Toutes ces restrictions sont compréhensibles : on veut d’une part soutenir les réfugiés pour qu’ils puissent gagner de l’argent et d’autre part, éviter que les salaires des indigènes – en particulier ceux des personnes peu qualifiées – ne soient mis sous pression. C’est ce qui explique les contrôles et l’interdiction du statut d’indépendant. Ce statut ne rentre pas dans le champ de la loi sur le travail et de ses règles détaillées concernant les conditions et le temps de travail.

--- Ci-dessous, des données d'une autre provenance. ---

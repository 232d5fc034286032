use std::time::Duration;

/// Worker configuration loaded from environment variables.
///
/// All fields have defaults matching the service's original layout.
#[derive(Debug, Clone)]
pub struct WorkerConfig {
    /// Directory for not-yet-processed uploads (default: `uploads`).
    pub intake_dir: String,
    /// Directory completed source blobs are moved to (default: `processed`).
    pub processed_dir: String,
    /// Directory for explanation artifacts (default: `outputs`).
    pub artifacts_dir: String,
    /// Seconds between polling cycles (default: `10`).
    pub poll_interval: Duration,
    /// Maximum jobs picked up per polling cycle (default: `25`).
    pub batch_size: usize,
}

impl WorkerConfig {
    /// Load configuration from environment variables with defaults.
    ///
    /// | Env Var              | Default     |
    /// |----------------------|-------------|
    /// | `INTAKE_DIR`         | `uploads`   |
    /// | `PROCESSED_DIR`      | `processed` |
    /// | `ARTIFACTS_DIR`      | `outputs`   |
    /// | `POLL_INTERVAL_SECS` | `10`        |
    /// | `BATCH_SIZE`         | `25`        |
    pub fn from_env() -> Self {
        let intake_dir = std::env::var("INTAKE_DIR").unwrap_or_else(|_| "uploads".into());
        let processed_dir = std::env::var("PROCESSED_DIR").unwrap_or_else(|_| "processed".into());
        let artifacts_dir = std::env::var("ARTIFACTS_DIR").unwrap_or_else(|_| "outputs".into());

        let poll_secs: u64 = std::env::var("POLL_INTERVAL_SECS")
            .unwrap_or_else(|_| "10".into())
            .parse()
            .expect("POLL_INTERVAL_SECS must be a valid u64");

        let batch_size: usize = std::env::var("BATCH_SIZE")
            .unwrap_or_else(|_| "25".into())
            .parse()
            .expect("BATCH_SIZE must be a valid usize");

        Self {
            intake_dir,
            processed_dir,
            artifacts_dir,
            poll_interval: Duration::from_secs(poll_secs),
            batch_size,
        }
    }
}
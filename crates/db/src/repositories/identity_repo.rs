//! Repository for the `identities` table.

use sqlx::PgPool;

use deckhand_core::types::DbId;

use crate::models::identity::Identity;

/// Column list shared across queries to avoid repetition.
const COLUMNS: &str = "id, email, created_at";

/// Provides operations on identities.
pub struct IdentityRepo;

impl IdentityRepo {
    /// Find the identity for `email`, creating it if absent.
    ///
    /// The upsert makes concurrent intakes for the same new email
    /// converge on one row instead of racing the unique constraint.
    pub async fn find_or_create(pool: &PgPool, email: &str) -> Result<Identity, sqlx::Error> {
        let query = format!(
            "INSERT INTO identities (email) VALUES ($1)
             ON CONFLICT ON CONSTRAINT uq_identities_email
             DO UPDATE SET email = EXCLUDED.email
             RETURNING {COLUMNS}"
        );
        sqlx::query_as::<_, Identity>(&query)
            .bind(email)
            .fetch_one(pool)
            .await
    }

    /// Find an identity by email.
    pub async fn find_by_email(pool: &PgPool, email: &str) -> Result<Option<Identity>, sqlx::Error> {
        let query = format!("SELECT {COLUMNS} FROM identities WHERE email = $1");
        sqlx::query_as::<_, Identity>(&query)
            .bind(email)
            .fetch_optional(pool)
            .await
    }

    /// Remove an identity. Its jobs go with it (ON DELETE CASCADE).
    ///
    /// Returns `true` if a row was deleted.
    pub async fn delete(pool: &PgPool, id: DbId) -> Result<bool, sqlx::Error> {
        let result = sqlx::query("DELETE FROM identities WHERE id = $1")
            .bind(id)
            .execute(pool)
            .await?;
        Ok(result.rows_affected() > 0)
    }
}
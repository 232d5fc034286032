//! pptx slide-text extraction.
//!
//! A pptx file is a zip archive with one XML part per slide at
//! `ppt/slides/slide{n}.xml`; `n` is the container's native slide
//! order. Visible text lives in `<a:t>` elements (DrawingML text
//! runs). We stream each part with quick-xml and collect the runs.

use std::io::{Cursor, Read};

use quick_xml::events::Event;
use quick_xml::Reader;

use crate::deck::{DeckError, DeckParser};

/// Prefix of slide parts inside the archive.
const SLIDE_PREFIX: &str = "ppt/slides/slide";

/// Suffix of slide parts inside the archive.
const SLIDE_SUFFIX: &str = ".xml";

pub struct PptxParser;

impl PptxParser {
    pub fn new() -> Self {
        Self
    }
}

impl Default for PptxParser {
    fn default() -> Self {
        Self::new()
    }
}

impl DeckParser for PptxParser {
    fn parse(&self, bytes: &[u8]) -> Result<Vec<String>, DeckError> {
        let mut archive = zip::ZipArchive::new(Cursor::new(bytes))
            .map_err(|e| DeckError::Container(format!("failed to open pptx archive: {e}")))?;

        // Collect slide part names with their numeric position first;
        // zip entry order is not the slide order.
        let mut slide_parts: Vec<(usize, String)> = archive
            .file_names()
            .filter_map(|name| slide_number(name).map(|n| (n, name.to_string())))
            .collect();
        slide_parts.sort_by_key(|(n, _)| *n);

        let mut slides = Vec::with_capacity(slide_parts.len());
        for (_, part_name) in slide_parts {
            let mut part = archive
                .by_name(&part_name)
                .map_err(|e| DeckError::Container(format!("missing part {part_name}: {e}")))?;

            let mut xml = String::new();
            part.read_to_string(&mut xml)
                .map_err(|e| DeckError::Container(format!("failed to read {part_name}: {e}")))?;

            slides.push(extract_slide_text(&xml)?);
        }

        Ok(slides)
    }
}

/// Parse the slide index out of a part name like
/// `ppt/slides/slide12.xml`. Returns `None` for every other part.
fn slide_number(name: &str) -> Option<usize> {
    let rest = name.strip_prefix(SLIDE_PREFIX)?;
    let digits = rest.strip_suffix(SLIDE_SUFFIX)?;
    digits.parse().ok()
}

/// Extract the visible text of one slide: every `<a:t>` run, trimmed,
/// joined with single spaces.
fn extract_slide_text(xml: &str) -> Result<String, DeckError> {
    let mut reader = Reader::from_str(xml);
    reader.config_mut().trim_text(true);

    let mut runs: Vec<String> = Vec::new();
    let mut in_text_run = false;

    loop {
        match reader.read_event() {
            Ok(Event::Start(ref e)) => {
                if e.local_name().as_ref() == b"t" {
                    in_text_run = true;
                }
            }
            Ok(Event::End(ref e)) => {
                if e.local_name().as_ref() == b"t" {
                    in_text_run = false;
                }
            }
            Ok(Event::Text(e)) => {
                if in_text_run {
                    let decoded = e.unescape().unwrap_or_default();
                    let trimmed = decoded.trim();
                    if !trimmed.is_empty() {
                        runs.push(trimmed.to_string());
                    }
                }
            }
            Ok(Event::Eof) => break,
            Err(e) => {
                return Err(DeckError::SlideXml(format!("XML parsing error: {e}")));
            }
            _ => {}
        }
    }

    Ok(runs.join(" "))
}
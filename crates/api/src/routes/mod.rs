pub mod health;
pub mod intake;
pub mod status;

use axum::Router;

use crate::state::AppState;

/// Build the full route tree.
///
/// ```text
/// GET  /health            -> health check
/// POST /upload            -> accept a presentation
/// GET  /status            -> status by owner email + filename
/// GET  /status/{uid}      -> status by uid
/// ```
pub fn api_routes(max_upload_bytes: usize) -> Router<AppState> {
    Router::new()
        .merge(health::router())
        .merge(intake::router(max_upload_bytes))
        .merge(status::router())
}
//! Handler for the `/upload` resource: accept a presentation, stash
//! the blob in the intake area, and register a pending job.

use std::path::Path;

use axum::extract::{Multipart, Query, State};
use axum::http::StatusCode;
use axum::response::IntoResponse;
use axum::Json;
use serde::{Deserialize, Serialize};
use uuid::Uuid;

use deckhand_core::CoreError;
use deckhand_db::models::job::NewJob;
use deckhand_db::repositories::{IdentityRepo, JobRepo};

use crate::error::AppResult;
use crate::state::AppState;

/// The multipart field name carrying the presentation file.
const FILE_FIELD: &str = "file";

/// Query parameters for `POST /upload`.
#[derive(Debug, Deserialize)]
pub struct IntakeQuery {
    /// Owner email. Absent or empty means an anonymous upload.
    pub email: Option<String>,
}

/// Response body for a successful upload.
#[derive(Debug, Serialize)]
pub struct UploadResponse {
    pub uid: Uuid,
}

/// POST /upload
///
/// Accepts a multipart payload with a `file` part and an optional
/// `email` query parameter. Validates the payload, writes the blob to
/// the intake area under `{uid}{extension}`, resolves ownership, and
/// creates the pending job. Returns the job's uid.
pub async fn upload(
    State(state): State<AppState>,
    Query(params): Query<IntakeQuery>,
    mut multipart: Multipart,
) -> AppResult<impl IntoResponse> {
    // Pull the file part out of the payload.
    let mut file: Option<(String, Vec<u8>)> = None;
    while let Some(field) = multipart.next_field().await? {
        if field.name() == Some(FILE_FIELD) {
            let display_name = field.file_name().unwrap_or_default().to_string();
            let bytes = field.bytes().await?;
            file = Some((display_name, bytes.to_vec()));
        }
    }

    let (display_name, bytes) = file.ok_or_else(|| {
        CoreError::Validation("No file attached".to_string())
    })?;
    if display_name.is_empty() {
        return Err(CoreError::Validation("Empty filename".to_string()).into());
    }

    let uid = Uuid::new_v4();
    let stored_name = derive_stored_name(uid, &display_name);

    // Ownership is resolved before the blob write so the job insert is
    // the only registry write that can fail once the blob exists.
    let owner_id = match params.email.as_deref() {
        Some(email) if !email.is_empty() => {
            Some(IdentityRepo::find_or_create(&state.pool, email).await?.id)
        }
        _ => None,
    };

    // Blob first, job row second. If the insert fails after this point
    // the blob is orphaned in the intake area; that is a recognized
    // condition and must be visible in the logs.
    state.blobs.write_intake(&stored_name, &bytes).await?;

    let job = JobRepo::create(
        &state.pool,
        &NewJob {
            uid,
            display_name,
            stored_name: stored_name.clone(),
            owner_id,
        },
    )
    .await
    .map_err(|e| {
        tracing::error!(
            %uid,
            stored_name = %stored_name,
            error = %e,
            "Registry write failed after blob write; intake blob orphaned",
        );
        e
    })?;

    tracing::info!(
        job_id = job.id,
        uid = %job.uid,
        display_name = %job.display_name,
        owner_id = ?job.owner_id,
        "Upload accepted",
    );

    Ok((StatusCode::OK, Json(UploadResponse { uid })))
}

/// Blob key for an upload: the uid plus the original extension (with
/// its dot), so the parser can dispatch on it downstream. A name with
/// no extension yields the bare uid.
fn derive_stored_name(uid: Uuid, display_name: &str) -> String {
    match Path::new(display_name).extension().and_then(|e| e.to_str()) {
        Some(ext) => format!("{uid}.{ext}"),
        None => uid.to_string(),
    }
}
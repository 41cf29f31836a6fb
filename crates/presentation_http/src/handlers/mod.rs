//! HTTP handlers

pub mod chat;
pub mod generate;
pub mod health;
pub mod models;
pub mod speech;
pub mod writing;
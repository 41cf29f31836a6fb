//! Transcription entities

use serde::{Deserialize, Serialize};

/// A time-bounded slice of a transcription with its own confidence score.
#[derive(Debug, Clone, Serialize, Deserialize)]
pub struct TranscriptionSegment {
    pub text: String,
    /// Segment start in seconds
    pub start: f32,
    /// Segment end in seconds
    pub end: f32,
    pub confidence: f32,
}

/// Full transcription of one uploaded audio file.
#[derive(Debug, Clone, Serialize, Deserialize)]
pub struct TranscriptionResult {
    pub text: String,
    /// Detected language tag (ISO 639-1)
    pub language: String,
    /// Arithmetic mean of segment confidences, 1.0 when there are none
    pub confidence: f32,
    pub segments: Vec<TranscriptionSegment>,
}

impl TranscriptionResult {
    /// Assemble a result, deriving the overall confidence from the segments.
    pub fn from_segments(
        text: impl Into<String>,
        language: impl Into<String>,
        segments: Vec<TranscriptionSegment>,
    ) -> Self {
        let confidence = overall_confidence(&segments);
        Self {
            text: text.into(),
            language: language.into(),
            confidence,
            segments,
        }
    }
}

/// Mean of the segment confidences; 1.0 for an empty segment list.
pub fn overall_confidence(segments: &[TranscriptionSegment]) -> f32 {
    if segments.is_empty() {
        return 1.0;
    }
    #[allow(clippy::cast_precision_loss)]
    let count = segments.len() as f32;
    segments.iter().map(|s| s.confidence).sum::<f32>() / count
}
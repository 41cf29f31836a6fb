//! Application layer for LinguaTutor
//!
//! Hosts the gateway's tutoring logic: fixed bilingual prompt templates and
//! the reshaping of upstream completions into typed results. All model
//! intelligence is delegated to the upstream behind `ai_core`'s port.

pub mod error;
pub mod prompts;
pub mod services;

pub use error::ApplicationError;
pub use services::{ModelInfo, TutorService};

La limitation de la mobilité intercantonale vise en outre à éviter que les réfugiés ne se limitent aux grandes villes – là où les réseaux informels entre réfugiés sont les plus denses et où la demande potentielle de travail des entreprises est plutôt élastique.
Mais ces craintes sont-elles fondées ? Les réfugiés évincent-ils réellement la main d’œuvre du pays ? Cette question occupe une grande partie de la littérature, à commencer par l’étude du lauréat du prix Nobel de l’année dernière, David Card, qui a examiné l’impact sur les salaires et les employés d’une vague de réfugiés cubains en 1980 sur le marché du travail à Miami. Il avait alors conclu que l’afflux de Cubains n’avait eu d’impact ni sur les salaires ni sur le taux de chômage à Miami, même pour les emplois peu qualifiés. Les résultats de cette étude ne font pas l’unanimité, mais de telles «expérimentations naturelles» servent souvent de base pour analyser l’effet des flux migratoires sur le marché du travail.
Turquie : 3,6 millions de réfugiés syriens
L’afflux de réfugiés en Turquie dû à la guerre civile syrienne en est un exemple : depuis 2011, environ 3,6 millions de Syriens ont fui vers la Turquie, faisant de ce pays la plus grande nation d’accueil de réfugiés au monde. Comme les réfugiés n’ont pendant longtemps pas obtenu de permis de travail, ils n’avaient accès qu’à des emplois informels (sans contrat de travail régulier, ni sécurité sociale).
Une étude de la Banque mondiale (2015) indique d’une part que l’afflux de réfugiés a entraîné l’éviction des travailleurs nationaux dans ces emplois informels – en particulier chez les femmes, les travailleurs peu qualifiés et les travailleurs agricoles. D’autre part, l’emploi des travailleurs turcs dans des professions formelles mieux rémunérées a également augmenté. En outre, un effet positif de la vague de réfugiés syriens sur les salaires moyens a été constaté. L’analyse de Tümen (2016) trouve également des effets d’éviction dans les emplois informels et une légère augmentation de l’emploi formel. Cependant, cette étude n’a pas pu démontrer d’effets significatifs sur les salaires, que ce soit pour le travail informel ou formel.
Dans l’ensemble, il n’existe pas de preuves d’une éviction significative par les nouveaux immigrés arrivant sur le marché du travail. La plupart des études concluent qu’une augmentation de 10 points de pourcentage de la part des immigrés dans la population active modifie le revenu des natifs entre -2 % et +2 % (Peri 2014). Même si la fiabilité de la plupart des études peut être remise en question, il n’y a pas de raison d’être excessivement pessimiste. Les marchés du travail des pays de destination sont suffisamment flexibles pour absorber les nouveaux arrivants, surtout si on leur laisse le temps nécessaire.
Quelles conséquences pour la Suisse ?
Jusqu’à présent, la Suisse n’a pas particulièrement brillé en matière d’intégration des réfugiés dans son marché du travail, même si le pays se situe dans la moyenne européenne. Le taux d’activité des demandeurs d’asile et des réfugiés est d’environ 40 % cinq ans après leur arrivée en Suisse. Ce faible taux peut être lié à de nombreux facteurs – comme des qualifications insuffisantes ou l’appréhension des employeurs d’embaucher un demandeur d’asile.
Cependant, les obstacles institutionnels peuvent également jouer un rôle : une procédure d’asile de longue durée a un impact négatif sur l’emploi futur comme le montrent Hainmüller et al. (2016) sur la base d’une analyse des demandes d’asile entre 1994 et 2014. Les auteurs concluent que chaque année supplémentaire entraîne une baisse de cinq points de pourcentage du taux d’emploi. Dans ce contexte, l’introduction du statut de protection S et l’intégration rapide des réfugiés sur le marché du travail suisse qui en découle doivent être saluées : laissons-les venir, mais laissons-les aussi travailler.